Tackling inefficiencies by applying existing laws to the tax collection system is another avenue that could yield dividends for public finances. At present, the country operates a dual taxation system when it comes to the collection of personal income tax. Salaried employees, civil servants and those working in the private sector can be easily taxed. The amount of income that is unaccounted for from high earners in the informal sector, however, deprives Nigeria of valuable income tax revenue.

Digitalisation

Improvements in the deployment of IT are also expected to increase tax revenue. The Federal Inland Revenue Service (FIRS) launched an online integrated tax administration system in 2014, and has been expanding digital tax services in the years since. As of 2017, e-registration for new taxpayers, online payment of stamp duties, payment of federal taxes, as well as e-receipts and online filling of tax returns were all available to taxpayers. Several states also launched their own tax initiatives to further improve available services.
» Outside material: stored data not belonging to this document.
//! Runs pre-/post-build hook scripts.

use std::fs;
use std::io::{self, Write};
use std::path::{Path, PathBuf};

use encoding_rs::{Encoding, UTF_8};
use serde_json::Value;
use tracing::{debug, info, warn};

use crate::error::{EvaluationError, HookError, Result};
use crate::interpreter::{is_passing, InterpreterRegistry, ScriptInterpreter, Variables};
use crate::locator::ScriptLocator;
use crate::sink::{ExecutionLogger, LINE_SEPARATOR};

/// Runs hook scripts through the interpreter registered for their extension
/// and checks their result.
///
/// A runner is meant to be driven from one thread; each call runs one script
/// to completion.
pub struct ScriptRunner {
    registry: InterpreterRegistry,
    global_variables: Variables,
    class_path: Vec<PathBuf>,
    encoding: Option<String>,
}

impl ScriptRunner {
    /// Create a runner with the Lua and Rhai interpreters.
    pub fn new() -> Self {
        Self::with_registry(InterpreterRegistry::new())
    }

    /// Create a runner using the interpreters of `registry`.
    pub fn with_registry(registry: InterpreterRegistry) -> Self {
        Self {
            registry,
            global_variables: Variables::new(),
            class_path: Vec::new(),
            encoding: None,
        }
    }

    /// Register an interpreter for scripts with the extension `id`.
    pub fn add_script_interpreter<I>(&mut self, id: &str, interpreter: I)
    where
        I: ScriptInterpreter + 'static,
    {
        self.registry.register(id, interpreter);
    }

    /// Set a variable passed to every script.
    ///
    /// `basedir` and `context` are always overridden by the runner.
    pub fn set_global_variable(&mut self, name: impl Into<String>, value: impl Into<Value>) {
        self.global_variables.insert(name.into(), value.into());
    }

    /// Set the extra module search path handed to the interpreters. The
    /// entries are copied.
    pub fn set_class_path<I, P>(&mut self, class_path: I)
    where
        I: IntoIterator<Item = P>,
        P: Into<PathBuf>,
    {
        self.class_path = class_path.into_iter().map(Into::into).collect();
    }

    /// Set the encoding of script files. `None` or an empty label means the
    /// platform default (UTF-8).
    pub fn set_script_encoding(&mut self, encoding: Option<&str>) {
        self.encoding = encoding.filter(|e| !e.is_empty()).map(str::to_string);
    }

    /// The interpreter registry.
    pub fn registry(&self) -> &InterpreterRegistry {
        &self.registry
    }

    /// Run the hook script `relative_script_path` found under `basedir`.
    ///
    /// The name may omit the extension; every registered extension is then
    /// tried. A `None` name, or a script that cannot be found, is skipped
    /// without error.
    pub fn run(
        &self,
        description: &str,
        basedir: &Path,
        relative_script_path: Option<&str>,
        context: Option<&Variables>,
        logger: Option<&mut dyn ExecutionLogger>,
    ) -> Result<()> {
        let locator = ScriptLocator::new(&self.registry);

        let Some(script_file) = locator.resolve_by_name(basedir, relative_script_path) else {
            debug!("{}: relative script path is not set, not executing script", description);
            return Ok(());
        };

        if !script_file.exists() {
            debug!(
                "{} : no script '{}' found in directory {}",
                description,
                relative_script_path.unwrap_or_default(),
                basedir.display()
            );
            return Ok(());
        }

        info!(
            "run {} {}.{}",
            description,
            relative_script_path.unwrap_or_default(),
            script_file
                .extension()
                .map(|ext| ext.to_string_lossy())
                .unwrap_or_default()
        );

        self.execute_run(description, &script_file, context, logger)
    }

    /// Run the hook script at `script_file`. A missing file is skipped
    /// without error.
    pub fn run_file(
        &self,
        description: &str,
        script_file: &Path,
        context: Option<&Variables>,
        logger: Option<&mut dyn ExecutionLogger>,
    ) -> Result<()> {
        let script_file = ScriptLocator::new(&self.registry).resolve_by_path(script_file);

        if !script_file.exists() {
            debug!(
                "{} : script file not found in directory {}",
                description,
                script_file.display()
            );
            return Ok(());
        }

        info!("run {} {}", description, script_file.display());

        self.execute_run(description, &script_file, context, logger)
    }

    fn execute_run(
        &self,
        description: &str,
        script_file: &Path,
        context: Option<&Variables>,
        mut logger: Option<&mut dyn ExecutionLogger>,
    ) -> Result<()> {
        let interpreter = self.registry.resolve(script_file);
        debug!("Running script with {} :{}", interpreter.name(), script_file.display());

        let script = self
            .read_script(script_file)
            .map_err(|source| HookError::ScriptRead {
                description: description.to_string(),
                path: script_file.to_path_buf(),
                source,
            })?;

        if let Some(logger) = logger.as_deref_mut() {
            logger.consume_line(&format!("Running {}: {}", description, script_file.display()))?;
        }

        let variables = self.script_variables(script_file, context);
        let output = logger.as_deref_mut().map(|logger| logger.print_stream());

        let result = match interpreter.evaluate(&script, &self.class_path, &variables, output) {
            Ok(result) => result,
            Err(e) => {
                if let Some(logger) = logger.as_deref_mut() {
                    if let Err(write_err) = write_trace(logger.print_stream(), &e) {
                        warn!("cannot write {} diagnostics: {}", description, write_err);
                    }
                }
                return Err(e.into());
            }
        };

        if let Some(logger) = logger.as_deref_mut() {
            logger.consume_line(&format!("Finished {}: {}", description, script_file.display()))?;
        }

        if !is_passing(&result) {
            return Err(HookError::ReturnValue {
                description: description.to_string(),
                result,
            });
        }

        Ok(())
    }

    /// Read and decode the script text.
    fn read_script(&self, script_file: &Path) -> io::Result<String> {
        let bytes = fs::read(script_file)?;

        let text = match self.encoding.as_deref() {
            // A configured encoding is used as given, without BOM sniffing.
            Some(label) => {
                let encoding = Encoding::for_label(label.as_bytes()).ok_or_else(|| {
                    io::Error::new(
                        io::ErrorKind::InvalidInput,
                        format!("unsupported encoding: {label}"),
                    )
                })?;
                encoding.decode_without_bom_handling(&bytes).0
            }
            None => UTF_8.decode(&bytes).0,
        };

        Ok(text.into_owned())
    }

    /// Global variables plus `basedir` and `context`, which always win.
    fn script_variables(&self, script_file: &Path, context: Option<&Variables>) -> Variables {
        let mut variables = self.global_variables.clone();

        let basedir = script_file
            .parent()
            .filter(|dir| !dir.as_os_str().is_empty())
            .map(|dir| Value::String(dir.display().to_string()))
            .unwrap_or(Value::Null);
        variables.insert("basedir".to_string(), basedir);

        let context = context.cloned().map(Value::Object).unwrap_or(Value::Null);
        variables.insert("context".to_string(), context);

        variables
    }
}

impl Default for ScriptRunner {
    fn default() -> Self {
        Self::new()
    }
}

/// Write `error` and its source chain to `out`.
fn write_trace(out: &mut dyn Write, error: &EvaluationError) -> io::Result<()> {
    write!(out, "{}{}", error, LINE_SEPARATOR)?;

    let mut source = std::error::Error::source(error);
    while let Some(cause) = source {
        write!(out, "Caused by: {}{}", cause, LINE_SEPARATOR)?;
        source = cause.source();
    }

    out.flush()
}

#[cfg(test)]
mod tests {
    use super::*;
    use serde_json::json;
    use tempfile::tempdir;

    #[test]
    fn test_script_variables_fixed_keys_win() {
        let mut runner = ScriptRunner::new();
        runner.set_global_variable("globalVar", "value");
        runner.set_global_variable("basedir", "bogus");
        runner.set_global_variable("context", "bogus");

        let mut context = Variables::new();
        context.insert("foo".to_string(), json!("bar"));

        let variables = runner.script_variables(Path::new("it/verify.lua"), Some(&context));
        assert_eq!(variables["globalVar"], json!("value"));
        assert_eq!(variables["basedir"], json!("it"));
        assert_eq!(variables["context"], json!({"foo": "bar"}));

        // The runner's own globals are untouched.
        assert_eq!(runner.global_variables["basedir"], json!("bogus"));
    }

    #[test]
    fn test_script_variables_without_context() {
        let runner = ScriptRunner::new();
        let variables = runner.script_variables(Path::new("verify.lua"), None);
        assert_eq!(variables["context"], Value::Null);
        assert_eq!(variables["basedir"], Value::Null);
    }

    #[test]
    fn test_set_script_encoding_empty_means_default() {
        let mut runner = ScriptRunner::new();
        runner.set_script_encoding(Some(""));
        assert!(runner.encoding.is_none());
        runner.set_script_encoding(Some("ISO-8859-1"));
        assert_eq!(runner.encoding.as_deref(), Some("ISO-8859-1"));
        runner.set_script_encoding(None);
        assert!(runner.encoding.is_none());
    }

    #[test]
    fn test_read_script_with_encoding() {
        let dir = tempdir().unwrap();
        let path = dir.path().join("verify.lua");
        // "café" in ISO-8859-1
        fs::write(&path, [b'c', b'a', b'f', 0xE9]).unwrap();

        let mut runner = ScriptRunner::new();
        runner.set_script_encoding(Some("ISO-8859-1"));
        assert_eq!(runner.read_script(&path).unwrap(), "café");
    }

    #[test]
    fn test_read_script_configured_encoding_ignores_bom() {
        let dir = tempdir().unwrap();
        let path = dir.path().join("verify.lua");
        fs::write(&path, [0xEF, 0xBB, 0xBF, b'x']).unwrap();

        let mut runner = ScriptRunner::new();
        assert_eq!(runner.read_script(&path).unwrap(), "x");

        runner.set_script_encoding(Some("ISO-8859-1"));
        assert_eq!(runner.read_script(&path).unwrap(), "\u{EF}\u{BB}\u{BF}x");
    }

    #[test]
    fn test_read_script_unknown_encoding() {
        let dir = tempdir().unwrap();
        let path = dir.path().join("verify.lua");
        fs::write(&path, "return true").unwrap();

        let mut runner = ScriptRunner::new();
        runner.set_script_encoding(Some("no-such-charset"));
        let err = runner.read_script(&path).unwrap_err();
        assert_eq!(err.kind(), io::ErrorKind::InvalidInput);
    }

    #[test]
    fn test_set_class_path_copies() {
        let mut runner = ScriptRunner::new();
        let dirs = vec!["lib", "scripts/lib"];
        runner.set_class_path(dirs.clone());
        assert_eq!(
            runner.class_path,
            vec![PathBuf::from("lib"), PathBuf::from("scripts/lib")]
        );
    }
}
Additional progress was made in June 2021, with the launch of the TaxPro Max platform, which has made the registration, filing and payment of taxes easier by centralising all interactions between taxpayers and FIRS in a single platform. The introduction of the new system has reportedly led to an improvement in tax collection. In 2021, FIRS was able to collect N6.41trn ($15.3bn), marking an increase on the N4.95trn ($11.8bn) collected in 2020 before the system was implemented.

Tax revenue also improved early 2022, with the new system enabling FIRS to raise the collection of corporate income tax to N532.5bn ($1.3bn) in the first quarter of that year, an increase of 35.6% compared to the same period in 2021. VAT collections rose too, expanding by 18.6% to N588.6bn ($1.4bn).